TASK DESCRIPTION –
Take every line from the records below that includes the word "ExternalHandleKind".

TASK INPUTS –
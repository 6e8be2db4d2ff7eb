use crate::{
    backend::{Backend, QueueId},
    bind::SparseBind,
    error::{OutOfMemory, SubmitError},
    preamble::PreambleRequirements,
    syncobj::SyncobjPoint,
};

/// Everything the hardware needs for one submission to a queue.
#[derive(Derivative)]
#[derivative(Debug(bound = ""))]
pub struct HwSubmission<'a, B: Backend> {
    /// Target queue.
    pub queue: QueueId,

    /// Preamble to prepend. `None` for queues that need no shared resources.
    pub preamble: Option<&'a B::Preamble>,

    /// Flush and invalidate caches before the command buffers.
    pub flush_caches: bool,

    /// Command buffers in execution order.
    pub command_buffers: &'a [B::CommandBuffer],

    /// Syncobjs the hardware waits on before execution.
    pub waits: &'a [SyncobjPoint<B::Syncobj>],

    /// Syncobjs signaled after execution.
    pub signals: &'a [SyncobjPoint<B::Syncobj>],

    /// Fence syncobj signaled after execution.
    pub fence: Option<B::Syncobj>,
}

impl<'a, B> HwSubmission<'a, B>
where
    B: Backend,
{
    /// Check if submission carries no work, only synchronization.
    pub fn is_empty(&self) -> bool {
        self.command_buffers.is_empty()
    }
}

/// Window-system level access to the hardware queues.
pub trait Winsys<B: Backend>: std::fmt::Debug + Send + Sync {
    /// Generate preamble command streams for resources sized by `requirements`.
    fn create_preamble(
        &self,
        queue: QueueId,
        requirements: &PreambleRequirements,
    ) -> Result<B::Preamble, OutOfMemory>;

    /// Destroy preamble created by this winsys.
    fn destroy_preamble(&self, preamble: B::Preamble);

    /// Execute sparse binding operation on the queue.
    fn bind_sparse(&self, queue: QueueId, bind: &SparseBind<B>) -> Result<(), SubmitError>;

    /// Submit work to the hardware queue.
    fn submit(&self, submission: HwSubmission<'_, B>) -> Result<(), SubmitError>;
}
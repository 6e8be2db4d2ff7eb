//! Growth-only cache of the queue preamble.

use {
    sluice_core::{Backend, OutOfMemory, PreambleRequirements, QueueId, Winsys},
    std::{mem::ManuallyDrop, sync::Arc},
};

/// Preamble generated by the winsys. Destroyed through it when the last user is gone.
#[derive(derivative::Derivative)]
#[derivative(Debug)]
pub struct Preamble<B: Backend> {
    raw: ManuallyDrop<B::Preamble>,
    requirements: PreambleRequirements,
    #[derivative(Debug = "ignore")]
    winsys: Arc<dyn Winsys<B>>,
}

impl<B> Preamble<B>
where
    B: Backend,
{
    /// Get raw preamble.
    pub fn raw(&self) -> &B::Preamble {
        &self.raw
    }

    /// Requirements this preamble was generated for.
    pub fn requirements(&self) -> &PreambleRequirements {
        &self.requirements
    }
}

impl<B> Drop for Preamble<B>
where
    B: Backend,
{
    fn drop(&mut self) {
        // `self.raw` is not accessed after this.
        let raw = unsafe { ManuallyDrop::take(&mut self.raw) };
        self.winsys.destroy_preamble(raw);
    }
}

/// Preamble sized for the high-water mark of all requirements seen by the queue.
#[derive(Debug)]
pub(crate) struct PreambleCache<B: Backend> {
    queue: QueueId,
    high_water: PreambleRequirements,
    current: Option<Arc<Preamble<B>>>,
    generations: usize,
}

impl<B> PreambleCache<B>
where
    B: Backend,
{
    pub fn new(queue: QueueId) -> Self {
        PreambleCache {
            queue,
            high_water: PreambleRequirements::none(),
            current: None,
            generations: 0,
        }
    }

    /// Number of times the preamble was generated.
    pub fn generations(&self) -> usize {
        self.generations
    }

    /// Get preamble that covers `required`.
    /// Generates new one only if `required` exceeds the high-water mark.
    pub fn get(
        &mut self,
        winsys: &Arc<dyn Winsys<B>>,
        required: &PreambleRequirements,
    ) -> Result<Arc<Preamble<B>>, OutOfMemory> {
        if let Some(current) = &self.current {
            if self.high_water.covers(required) {
                return Ok(current.clone());
            }
        }

        let requirements = self.high_water.union(required);
        log::debug!(
            "Generate preamble for {:?}: {:?}",
            self.queue,
            requirements
        );
        let raw = winsys.create_preamble(self.queue, &requirements)?;

        let preamble = Arc::new(Preamble {
            raw: ManuallyDrop::new(raw),
            requirements,
            winsys: winsys.clone(),
        });
        self.high_water = requirements;
        self.current = Some(preamble.clone());
        self.generations += 1;
        Ok(preamble)
    }
}

#[cfg(test)]
mod tests {
    use {
        super::*,
        sluice_core::FamilyId,
        sluice_soft::{SoftBackend, SoftSyncobjs, SoftWinsys},
    };

    fn cache() -> (Arc<SoftWinsys>, Arc<dyn Winsys<SoftBackend>>, PreambleCache<SoftBackend>) {
        let soft = Arc::new(SoftWinsys::new(Arc::new(SoftSyncobjs::new())));
        let winsys: Arc<dyn Winsys<SoftBackend>> = soft.clone();
        let queue = QueueId::new(FamilyId { index: 0 }, 0);
        (soft, winsys, PreambleCache::new(queue))
    }

    #[test]
    fn generated_once_for_empty_requirements() {
        let (soft, winsys, mut cache) = cache();
        cache.get(&winsys, &PreambleRequirements::none()).unwrap();
        cache.get(&winsys, &PreambleRequirements::none()).unwrap();
        assert_eq!(cache.generations(), 1);
        assert_eq!(soft.preambles_created(), 1);
    }

    #[test]
    fn no_allocation_within_high_water() {
        let (soft, winsys, mut cache) = cache();
        let big = PreambleRequirements {
            scratch_size_per_wave: 4096,
            scratch_waves: 32,
            esgs_ring_size: 1 << 16,
            ..PreambleRequirements::none()
        };
        cache.get(&winsys, &big).unwrap();

        for waves in 1..32 {
            let small = PreambleRequirements {
                scratch_size_per_wave: 1024,
                scratch_waves: waves,
                ..PreambleRequirements::none()
            };
            let preamble = cache.get(&winsys, &small).unwrap();
            assert_eq!(preamble.requirements(), &big);
        }

        assert_eq!(soft.preambles_created(), 1);
    }

    #[test]
    fn grows_by_element_wise_maximum() {
        let (soft, winsys, mut cache) = cache();
        cache
            .get(
                &winsys,
                &PreambleRequirements {
                    gsvs_ring_size: 256,
                    ..PreambleRequirements::none()
                },
            )
            .unwrap();
        let preamble = cache
            .get(
                &winsys,
                &PreambleRequirements {
                    tess_rings: true,
                    ..PreambleRequirements::none()
                },
            )
            .unwrap();

        assert_eq!(preamble.requirements().gsvs_ring_size, 256);
        assert!(preamble.requirements().tess_rings);
        assert_eq!(cache.generations(), 2);

        drop(preamble);
        drop(cache);
        assert_eq!(soft.preambles_created(), 2);
        assert_eq!(soft.preambles_alive(), 0);
    }
}
//! Crate that contains backend abstractions and utility modules used by other sluice crates.
//!
//! Everything the queue engine needs from the outside world is expressed here as a trait:
//! [`SyncobjDevice`] for kernel synchronization objects and [`Winsys`] for hardware submission,
//! sparse binding and preamble generation.

#![warn(
    missing_debug_implementations,
    missing_copy_implementations,
    missing_docs,
    trivial_casts,
    trivial_numeric_casts,
    unused_extern_crates,
    unused_import_braces,
    unused_qualifications
)]

#[macro_use]
extern crate derivative;
#[macro_use]
extern crate failure;

pub use crate::{
    backend::*, bind::*, deadline::*, error::*, preamble::*, slow::*, syncobj::*, winsys::*,
    wrap::*,
};

mod backend;
mod bind;
mod deadline;
mod error;
mod preamble;
mod slow;
mod syncobj;
mod winsys;
mod wrap;
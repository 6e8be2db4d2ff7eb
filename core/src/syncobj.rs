use {
    crate::{
        backend::Backend,
        deadline::Deadline,
        error::{DeviceLost, ExternalError, OutOfMemory},
    },
    std::sync::Arc,
};

/// How to treat a set of waited objects.
#[derive(Clone, Copy, Debug, PartialEq, Eq, Hash)]
pub enum WaitMode {
    /// Wait until every object is signaled.
    All,

    /// Wait until at least one object is signaled.
    Any,
}

/// Outcome of a wait that did not fail.
#[derive(Clone, Copy, Debug, PartialEq, Eq, Hash)]
pub enum WaitStatus {
    /// Condition satisfied.
    Signaled,

    /// Deadline reached first.
    Timeout,
}

impl WaitStatus {
    /// Check if wait succeeded.
    pub fn is_signaled(&self) -> bool {
        *self == WaitStatus::Signaled
    }
}

/// Kind of external handle.
#[derive(Clone, Copy, Debug, PartialEq, Eq, Hash)]
pub enum ExternalHandleKind {
    /// Opaque handle referencing the kernel object itself.
    /// Imported object shares payload with the exporter.
    OpaqueFd,

    /// Handle referencing a snapshot of the payload.
    /// Can only be imported temporarily.
    SyncFile,
}

/// Handle used to share synchronization objects across processes.
#[derive(Clone, Copy, Debug, PartialEq, Eq, Hash)]
pub struct ExternalHandle {
    /// Kind of the handle.
    pub kind: ExternalHandleKind,

    /// Raw value, file descriptor for the kernel backend.
    pub raw: i64,
}

/// Reference to a syncobj and, for timelines, a point on it.
#[derive(Clone, Copy, Debug, PartialEq, Eq, Hash)]
pub struct SyncobjPoint<S> {
    /// Raw syncobj.
    pub syncobj: S,

    /// Timeline point. `None` for binary usage.
    pub value: Option<u64>,
}

impl<S> SyncobjPoint<S> {
    /// Binary usage of the syncobj.
    pub fn binary(syncobj: S) -> Self {
        SyncobjPoint {
            syncobj,
            value: None,
        }
    }

    /// Timeline usage of the syncobj.
    pub fn timeline(syncobj: S, value: u64) -> Self {
        SyncobjPoint {
            syncobj,
            value: Some(value),
        }
    }
}

/// Kernel synchronization primitive.
///
/// Every method may be called concurrently from any thread.
/// Waits may block up to the deadline and are never issued under engine locks.
pub trait SyncobjDevice<B: Backend>: std::fmt::Debug + Send + Sync {
    /// Create new binary syncobj.
    fn create_syncobj(&self, signaled: bool) -> Result<B::Syncobj, OutOfMemory>;

    /// Destroy syncobj. It must not be used afterwards.
    fn destroy_syncobj(&self, syncobj: B::Syncobj);

    /// Reset syncobjs to unsignaled state, dropping attached fences.
    fn reset_syncobjs(&self, syncobjs: &[B::Syncobj]) -> Result<(), DeviceLost>;

    /// Signal binary syncobjs from host.
    fn signal_syncobjs(&self, syncobjs: &[B::Syncobj]) -> Result<(), DeviceLost>;

    /// Wait for binary syncobjs.
    fn wait_syncobjs(
        &self,
        syncobjs: &[B::Syncobj],
        mode: WaitMode,
        deadline: Deadline,
    ) -> Result<WaitStatus, DeviceLost>;

    /// Signal points on timeline syncobjs from host.
    fn timeline_signal(&self, points: &[(B::Syncobj, u64)]) -> Result<(), DeviceLost>;

    /// Query current value of timeline syncobj.
    fn timeline_query(&self, syncobj: B::Syncobj) -> Result<u64, DeviceLost>;

    /// Wait for points on timeline syncobjs.
    ///
    /// With `available_only` the wait completes as soon as work that signals
    /// the points has been submitted, not when it has finished.
    fn timeline_wait(
        &self,
        points: &[(B::Syncobj, u64)],
        mode: WaitMode,
        available_only: bool,
        deadline: Deadline,
    ) -> Result<WaitStatus, DeviceLost>;

    /// Export syncobj payload.
    fn export_syncobj(
        &self,
        syncobj: B::Syncobj,
        kind: ExternalHandleKind,
    ) -> Result<ExternalHandle, ExternalError>;

    /// Import external handle as new syncobj.
    fn import_syncobj(&self, handle: ExternalHandle) -> Result<B::Syncobj, ExternalError>;
}

/// Owned syncobj. Destroyed through its device when dropped.
#[derive(Derivative)]
#[derivative(Debug)]
pub struct Syncobj<B: Backend> {
    raw: B::Syncobj,
    #[derivative(Debug = "ignore")]
    device: Arc<dyn SyncobjDevice<B>>,
}

impl<B> Syncobj<B>
where
    B: Backend,
{
    /// Create new binary syncobj.
    pub fn new(device: &Arc<dyn SyncobjDevice<B>>, signaled: bool) -> Result<Self, OutOfMemory> {
        let raw = device.create_syncobj(signaled)?;
        Ok(Syncobj {
            raw,
            device: device.clone(),
        })
    }

    /// Import syncobj from external handle.
    pub fn import(
        device: &Arc<dyn SyncobjDevice<B>>,
        handle: ExternalHandle,
    ) -> Result<Self, ExternalError> {
        let raw = device.import_syncobj(handle)?;
        Ok(Syncobj {
            raw,
            device: device.clone(),
        })
    }

    /// Get raw handle.
    pub fn raw(&self) -> B::Syncobj {
        self.raw
    }

    /// Get device this syncobj was created on.
    pub fn device(&self) -> &Arc<dyn SyncobjDevice<B>> {
        &self.device
    }

    /// Reset to unsignaled state.
    pub fn reset(&self) -> Result<(), DeviceLost> {
        self.device.reset_syncobjs(&[self.raw])
    }

    /// Signal from host.
    pub fn signal(&self) -> Result<(), DeviceLost> {
        self.device.signal_syncobjs(&[self.raw])
    }

    /// Check if signaled without blocking.
    pub fn is_signaled(&self) -> Result<bool, DeviceLost> {
        self.wait(Deadline::now()).map(|status| status.is_signaled())
    }

    /// Wait for binary payload.
    pub fn wait(&self, deadline: Deadline) -> Result<WaitStatus, DeviceLost> {
        self.device
            .wait_syncobjs(&[self.raw], WaitMode::All, deadline)
    }

    /// Export external handle.
    pub fn export(&self, kind: ExternalHandleKind) -> Result<ExternalHandle, ExternalError> {
        self.device.export_syncobj(self.raw, kind)
    }
}

impl<B> Drop for Syncobj<B>
where
    B: Backend,
{
    fn drop(&mut self) {
        self.device.destroy_syncobj(self.raw);
    }
}
use std::time::{Duration, Instant};

/// Absolute point in time until which a wait may block.
///
/// Relative timeouts are converted once at the API boundary so that
/// retries and nested waits never extend the total blocking time.
#[derive(Clone, Copy, Debug, PartialEq, Eq, PartialOrd, Ord, Hash)]
pub enum Deadline {
    /// Wait until this instant.
    At(Instant),

    /// Wait forever.
    Never,
}

impl Deadline {
    /// Deadline that has already expired. Waits with it only poll.
    pub fn now() -> Self {
        Deadline::At(Instant::now())
    }

    /// Deadline `duration` from now.
    /// Saturates to `Never` if the instant is not representable.
    pub fn after(duration: Duration) -> Self {
        Instant::now()
            .checked_add(duration)
            .map_or(Deadline::Never, Deadline::At)
    }

    /// Convert timeout in nanoseconds.
    /// `u64::max_value()` and any value that overflows the clock mean infinite wait.
    pub fn from_timeout_ns(timeout_ns: u64) -> Self {
        if timeout_ns == u64::max_value() {
            Deadline::Never
        } else {
            Self::after(Duration::from_nanos(timeout_ns))
        }
    }

    /// Check if deadline is reached.
    pub fn is_expired(&self) -> bool {
        match *self {
            Deadline::At(instant) => Instant::now() >= instant,
            Deadline::Never => false,
        }
    }

    /// Time left until deadline.
    /// `None` for infinite deadline.
    pub fn remaining(&self) -> Option<Duration> {
        match *self {
            Deadline::At(instant) => Some(instant.saturating_duration_since(Instant::now())),
            Deadline::Never => None,
        }
    }

    /// Get the instant, if any.
    pub fn instant(&self) -> Option<Instant> {
        match *self {
            Deadline::At(instant) => Some(instant),
            Deadline::Never => None,
        }
    }
}
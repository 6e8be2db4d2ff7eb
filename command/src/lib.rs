//! Queue submission scheduling and timeline synchronization.
//!
//! Submissions are accepted from any thread, wait for their dependencies
//! without blocking callers and reach the hardware in per-queue FIFO order.

#![forbid(overflowing_literals)]
#![warn(missing_copy_implementations)]
#![warn(missing_debug_implementations)]
#![warn(missing_docs)]
#![warn(path_statements)]
#![warn(trivial_bounds)]
#![warn(type_alias_bounds)]
#![warn(unconditional_recursion)]
#![warn(while_true)]
#![warn(bad_style)]
#![warn(future_incompatible)]
#![warn(rust_2018_compatibility)]
#![warn(rust_2018_idioms)]

mod device;
mod dispatch;
mod family;
mod fence;
mod queue;
mod semaphore;
mod submission;
mod timeline;

pub use crate::{
    device::Device,
    family::Family,
    fence::{wait_for_fences, Fence, FenceEpoch},
    queue::{Preamble, Queue, WorkerConfig},
    semaphore::{wait_semaphores, Semaphore, SemaphoreKind, SemaphorePart, TimelineSyncobj},
    submission::SubmitInfo,
    timeline::{PointBorrow, Timeline},
};
//! Sluice's top level crate.
//! Reexports all others.

#![warn(
    missing_debug_implementations,
    missing_copy_implementations,
    missing_docs,
    trivial_casts,
    trivial_numeric_casts,
    unused_extern_crates,
    unused_import_braces,
    unused_qualifications
)]

#[doc(inline)]
pub use sluice_core as core;

#[cfg(feature = "command")]
#[doc(inline)]
pub use sluice_command as command;

#[cfg(feature = "factory")]
#[doc(inline)]
pub use sluice_factory as factory;

#[cfg(feature = "soft")]
#[doc(inline)]
pub use sluice_soft as soft;
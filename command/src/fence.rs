use {
    crate::device::Device,
    sluice_core::{
        device_owned, Backend, Deadline, DeviceId, DeviceLost, ExternalError, ExternalHandle,
        ExternalHandleKind, InvalidExternalHandle, OutOfMemory, QueueId, Syncobj, WaitMode,
        WaitStatus,
    },
    std::sync::Arc,
};

/// Queue epoch is the point in particluar queue timeline when fence is submitted.
#[derive(Clone, Copy, Debug, PartialEq, Eq, Hash)]
pub struct FenceEpoch {
    /// Queue that signals fence.
    pub queue: QueueId,

    /// Queue epoch counter.
    pub epoch: u64,
}

#[derive(Clone, Copy, Debug, PartialEq, Eq)]
enum FenceState {
    Unsignaled,
    Signaled,
    Submitted(FenceEpoch),
    /// Payload imported from outside. Only the syncobj knows the state.
    External,
}

/// Fence wrapper.
#[derive(derivative::Derivative)]
#[derivative(Debug)]
pub struct Fence<B: Backend> {
    device: DeviceId,
    permanent: Arc<Syncobj<B>>,
    temporary: Option<Arc<Syncobj<B>>>,
    state: FenceState,
    last_epoch: Option<FenceEpoch>,
    #[derivative(Debug = "ignore")]
    shared: Arc<Device<B>>,
}

device_owned!(Fence<B>);

impl<B> Fence<B>
where
    B: Backend,
{
    /// Create new fence in signaled or unsignaled state.
    pub fn new(device: &Arc<Device<B>>, signaled: bool) -> Result<Self, OutOfMemory> {
        let syncobj = Syncobj::new(device.syncobjs(), signaled)?;
        Ok(Fence {
            device: device.id(),
            permanent: Arc::new(syncobj),
            temporary: None,
            state: if signaled {
                FenceState::Signaled
            } else {
                FenceState::Unsignaled
            },
            last_epoch: None,
            shared: device.clone(),
        })
    }

    /// Check if fence was submitted.
    pub fn is_submitted(&self) -> bool {
        match self.state {
            FenceState::Submitted(_) => true,
            _ => false,
        }
    }

    /// Check if fence is known to be signaled.
    pub fn is_signaled(&self) -> bool {
        match self.state {
            FenceState::Signaled => true,
            _ => false,
        }
    }

    /// Check if fence is unsignaled.
    /// It can be submitted as well.
    pub fn is_unsignaled(&self) -> bool {
        !self.is_signaled()
    }

    /// Syncobj the next submission signals.
    pub(crate) fn active(&self) -> Arc<Syncobj<B>> {
        self.temporary
            .as_ref()
            .unwrap_or(&self.permanent)
            .clone()
    }

    /// Becomes `Submitted` if it was unsignaled.
    /// Submitting a signaled or submitted fence is a usage error and keeps the state.
    pub(crate) fn mark_submitted(&mut self, epoch: FenceEpoch) {
        sluice_core::sluice_slow_assert!(
            !self.is_signaled() && !self.is_submitted(),
            "Fence must be reset before submission"
        );
        match self.state {
            FenceState::Unsignaled | FenceState::External => {
                self.state = FenceState::Submitted(epoch);
                self.last_epoch = Some(epoch);
            }
            state => log::warn!("Fence in state {:?} submitted to {:?}", state, epoch.queue),
        }
    }

    /// Reset fence.
    /// Temporary payload is dropped and permanent one becomes unsignaled.
    pub fn reset(&mut self) -> Result<(), DeviceLost> {
        self.shared.check()?;
        self.temporary = None;
        self.permanent.reset()?;
        self.state = FenceState::Unsignaled;
        self.last_epoch = None;
        Ok(())
    }

    /// Wait for fence to become signaled.
    /// Returns submission epoch on success if fence was submitted to a queue.
    pub fn wait_signaled(&mut self, deadline: Deadline) -> Result<Option<FenceEpoch>, DeviceLost> {
        match self.wait(deadline)? {
            WaitStatus::Signaled => Ok(self.epoch()),
            WaitStatus::Timeout => Ok(None),
        }
    }

    /// Wait for fence to become signaled.
    pub fn wait(&mut self, deadline: Deadline) -> Result<WaitStatus, DeviceLost> {
        self.shared.check()?;
        if let FenceState::Signaled = self.state {
            return Ok(WaitStatus::Signaled);
        }

        let status = self.active().wait(deadline)?;
        self.shared.check()?;
        if status.is_signaled() {
            self.mark_signaled();
        }
        Ok(status)
    }

    /// Check if fence has became signaled without blocking.
    pub fn check_signaled(&mut self) -> Result<bool, DeviceLost> {
        self.wait(Deadline::now()).map(|status| status.is_signaled())
    }

    fn mark_signaled(&mut self) {
        self.state = match self.state {
            FenceState::Submitted(epoch) => {
                log::trace!("Fence of {:?} signaled", epoch);
                FenceState::Signaled
            }
            _ => FenceState::Signaled,
        };
    }

    /// Get epoch of the last submission since reset.
    /// `None` if the fence was not submitted to a queue.
    pub fn epoch(&self) -> Option<FenceEpoch> {
        self.last_epoch
    }

    /// Import payload from external handle.
    /// Sync-file handles can only be imported temporarily.
    pub fn import(&mut self, handle: ExternalHandle, temporary: bool) -> Result<(), ExternalError> {
        self.shared.check()?;
        if handle.kind == ExternalHandleKind::SyncFile && !temporary {
            return Err(InvalidExternalHandle.into());
        }

        let syncobj = Arc::new(Syncobj::import(self.shared.syncobjs(), handle)?);
        if temporary {
            self.temporary = Some(syncobj);
        } else {
            self.temporary = None;
            self.permanent = syncobj;
        }
        self.state = FenceState::External;
        self.last_epoch = None;
        Ok(())
    }

    /// Export payload.
    /// Exporting a sync file drops temporary payload or resets the permanent one.
    pub fn export(&mut self, kind: ExternalHandleKind) -> Result<ExternalHandle, ExternalError> {
        self.shared.check()?;
        let handle = self.active().export(kind)?;
        if kind == ExternalHandleKind::SyncFile {
            if self.temporary.take().is_none() {
                self.permanent.reset()?;
            }
            self.state = FenceState::Unsignaled;
        }
        Ok(handle)
    }
}

/// Wait for several fences.
pub fn wait_for_fences<B>(
    fences: &mut [&mut Fence<B>],
    mode: WaitMode,
    deadline: Deadline,
) -> Result<WaitStatus, DeviceLost>
where
    B: Backend,
{
    let first = match fences.first() {
        Some(fence) => fence.shared.clone(),
        None => return Ok(WaitStatus::Signaled),
    };
    first.check()?;

    let raws: Vec<_> = fences
        .iter()
        .filter(|fence| !fence.is_signaled())
        .map(|fence| fence.active().raw())
        .collect();

    if raws.is_empty() || (mode == WaitMode::Any && raws.len() < fences.len()) {
        return Ok(WaitStatus::Signaled);
    }

    let status = first.syncobjs().wait_syncobjs(&raws, mode, deadline)?;
    first.check()?;

    // Any-mode only tells that at least one is signaled.
    for fence in fences.iter_mut() {
        if fence.is_signaled() {
            continue;
        }
        if status.is_signaled() && mode == WaitMode::All {
            fence.mark_signaled();
        } else {
            fence.check_signaled()?;
        }
    }

    Ok(status)
}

RESPONSE FOR THIS EXERCISE –
pub enum ExternalHandleKind {
    pub kind: ExternalHandleKind,
        kind: ExternalHandleKind,
    pub fn export(&self, kind: ExternalHandleKind) -> Result<ExternalHandle, ExternalError> {
        ExternalHandleKind, InvalidExternalHandle, OutOfMemory, QueueId, Syncobj, WaitMode,
        if handle.kind == ExternalHandleKind::SyncFile && !temporary {
    pub fn export(&mut self, kind: ExternalHandleKind) -> Result<ExternalHandle, ExternalError> {
        if kind == ExternalHandleKind::SyncFile {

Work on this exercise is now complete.